* Data extracts:
************

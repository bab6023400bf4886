//! Summary Routes
//!
//! - GET /api/v1/summary?park= - Metric tiles for the dashboard header

use axum::{
    extract::{Query, State},
    Json,
};
use std::sync::Arc;

use crate::analytics::{average_breakdown, most_positive, positive_rank};
use crate::api::dto::{MostPositivePark, OverallSummary, ParkParam, ParkSummary, SummaryResponse};
use crate::api::error::{ApiError, ApiResult};
use crate::api::state::AppState;
use crate::catalog::ALL_PARKS;

/// GET /api/v1/summary
///
/// Metric tiles: aggregate numbers when no park (or the "All Parks"
/// sentinel) is selected, per-park numbers plus rank otherwise. A park
/// name the catalog doesn't know is a caller error and answers 404.
pub async fn get_summary(
    State(state): State<Arc<AppState>>,
    Query(params): Query<ParkParam>,
) -> ApiResult<Json<SummaryResponse>> {
    let catalog = state.catalog;

    // An absent selector falls back to the configured first-load selection
    let label = params.park.as_deref().unwrap_or(&state.config.default_park);

    let selected = match label {
        ALL_PARKS => None,
        name => Some(
            catalog
                .park(name)
                .ok_or_else(|| ApiError::NotFound(format!("Park '{}' not found", name)))?,
        ),
    };

    let response = match selected {
        Some(park) => SummaryResponse {
            scope: "park".to_string(),
            park: Some(ParkSummary {
                name: park.name.to_string(),
                icon: park.icon.to_string(),
                url: park.url.to_string(),
                positive: park.shares.positive,
                negative: park.shares.negative,
                neutral: park.shares.neutral,
                rank: positive_rank(catalog.parks(), park.name).unwrap_or(0),
                total_parks: catalog.parks().len(),
            }),
            overall: None,
        },
        None => {
            // The catalog is never empty; most_positive only fails on an
            // empty slice
            let top = most_positive(catalog.parks())
                .ok_or_else(|| ApiError::Internal("park catalog is empty".to_string()))?;

            SummaryResponse {
                scope: "overall".to_string(),
                park: None,
                overall: Some(OverallSummary {
                    total_parks: catalog.parks().len(),
                    average: average_breakdown(catalog.parks()),
                    most_positive: MostPositivePark {
                        name: top.name.to_string(),
                        icon: top.icon.to_string(),
                        positive: top.shares.positive,
                    },
                }),
            }
        }
    };

    Ok(Json(response))
}

#[cfg(test)]
mod tests {
    use super::*;
    use crate::api::state::ApiConfig;

    fn test_state() -> Arc<AppState> {
        Arc::new(AppState::new(ApiConfig::default()))
    }

    async fn summary(park: Option<&str>) -> ApiResult<SummaryResponse> {
        let params = ParkParam {
            park: park.map(String::from),
        };
        get_summary(State(test_state()), Query(params))
            .await
            .map(|Json(resp)| resp)
    }

    #[tokio::test]
    async fn test_overall_summary() {
        let resp = summary(None).await.unwrap();
        assert_eq!(resp.scope, "overall");

        let overall = resp.overall.unwrap();
        assert_eq!(overall.total_parks, 12);
        assert_eq!(overall.most_positive.name, "Dry Tortugas");
        assert!((overall.average.total() - 100.0).abs() < 1e-9);
    }

    #[tokio::test]
    async fn test_all_parks_sentinel_means_overall() {
        let resp = summary(Some("All Parks")).await.unwrap();
        assert_eq!(resp.scope, "overall");
        assert!(resp.park.is_none());
    }

    #[tokio::test]
    async fn test_park_summary_has_rank() {
        let resp = summary(Some("Zion")).await.unwrap();
        assert_eq!(resp.scope, "park");

        let park = resp.park.unwrap();
        assert_eq!(park.positive, 70);
        assert_eq!(park.rank, 11);
        assert_eq!(park.total_parks, 12);
    }

    #[tokio::test]
    async fn test_unknown_park_is_404() {
        let err = summary(Some("Atlantis")).await.unwrap_err();
        assert!(matches!(err, ApiError::NotFound(_)));
    }
}
//! Parklens demo
//!
//! Walks the dashboard computations once and logs the results: overall
//! tiles, a per-park drill-down, and a filtered review feed.

use parklens::analytics::{average_breakdown, filter_reviews, most_positive, positive_rank, ReviewFilter};
use parklens::catalog::Catalog;
use parklens::insight::recommendation_for;
use tracing_subscriber::{layer::SubscriberExt, util::SubscriberInitExt};

fn main() {
    // Initialize logging
    tracing_subscriber::registry()
        .with(tracing_subscriber::EnvFilter::new(
            std::env::var("RUST_LOG").unwrap_or_else(|_| "parklens=info".into()),
        ))
        .with(tracing_subscriber::fmt::layer())
        .init();

    tracing::info!("Parklens v{}", env!("CARGO_PKG_VERSION"));

    let catalog = Catalog::global();
    tracing::info!(
        "Catalog: {} parks, {} features, {} reviews",
        catalog.parks().len(),
        catalog.features().len(),
        catalog.reviews().len()
    );

    overall_view(catalog);
    park_view(catalog, "Zion");
    filtered_feed(catalog, "Zion", "Camping");
}

fn overall_view(catalog: &Catalog) {
    let breakdown = average_breakdown(catalog.parks());
    tracing::info!(
        "Average sentiment: {:.1}% positive, {:.1}% negative, {:.1}% neutral",
        breakdown.positive,
        breakdown.negative,
        breakdown.neutral
    );

    if let Some(top) = most_positive(catalog.parks()) {
        tracing::info!(
            "Most positive park: {} {} ({}%)",
            top.icon,
            top.name,
            top.shares.positive
        );
    }
}

fn park_view(catalog: &Catalog, name: &str) {
    let Some(park) = catalog.park(name) else {
        tracing::warn!("Park {} not in catalog", name);
        return;
    };

    let rank = positive_rank(catalog.parks(), park.name).unwrap_or(0);
    tracing::info!(
        "{} {}: {}% positive, rank {} of {} ({})",
        park.icon,
        park.name,
        park.shares.positive,
        rank,
        catalog.parks().len(),
        park.url
    );

    let recs = recommendation_for(park.name);
    for improvement in recs.improvements {
        tracing::info!("  suggested: {}", improvement);
    }
}

fn filtered_feed(catalog: &Catalog, park: &str, feature: &str) {
    let filter = ReviewFilter::from_names(Some(park), Some(feature));
    let reviews = filter_reviews(catalog, &filter);

    if reviews.is_empty() {
        tracing::info!("No reviews match {} / {}", park, feature);
        return;
    }

    for review in reviews {
        tracing::info!(
            "[{}] {} - {}: {}",
            review.sentiment,
            review.park,
            review.feature,
            review.text
        );
    }
}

************

* Problem:
Your reply should hold only the lines from the first line of the records through the one with "use crate::api::state::AppState;", reproduced word for word.

* Result below:
repository bab6023400bf4886
//! Summary Routes
//!
//! - GET /api/v1/summary?park= - Metric tiles for the dashboard header

use axum::{
    extract::{Query, State},
    Json,
};
use std::sync::Arc;

use crate::analytics::{average_breakdown, most_positive, positive_rank};
use crate::api::dto::{MostPositivePark, OverallSummary, ParkParam, ParkSummary, SummaryResponse};
use crate::api::error::{ApiError, ApiResult};
use crate::api::state::AppState;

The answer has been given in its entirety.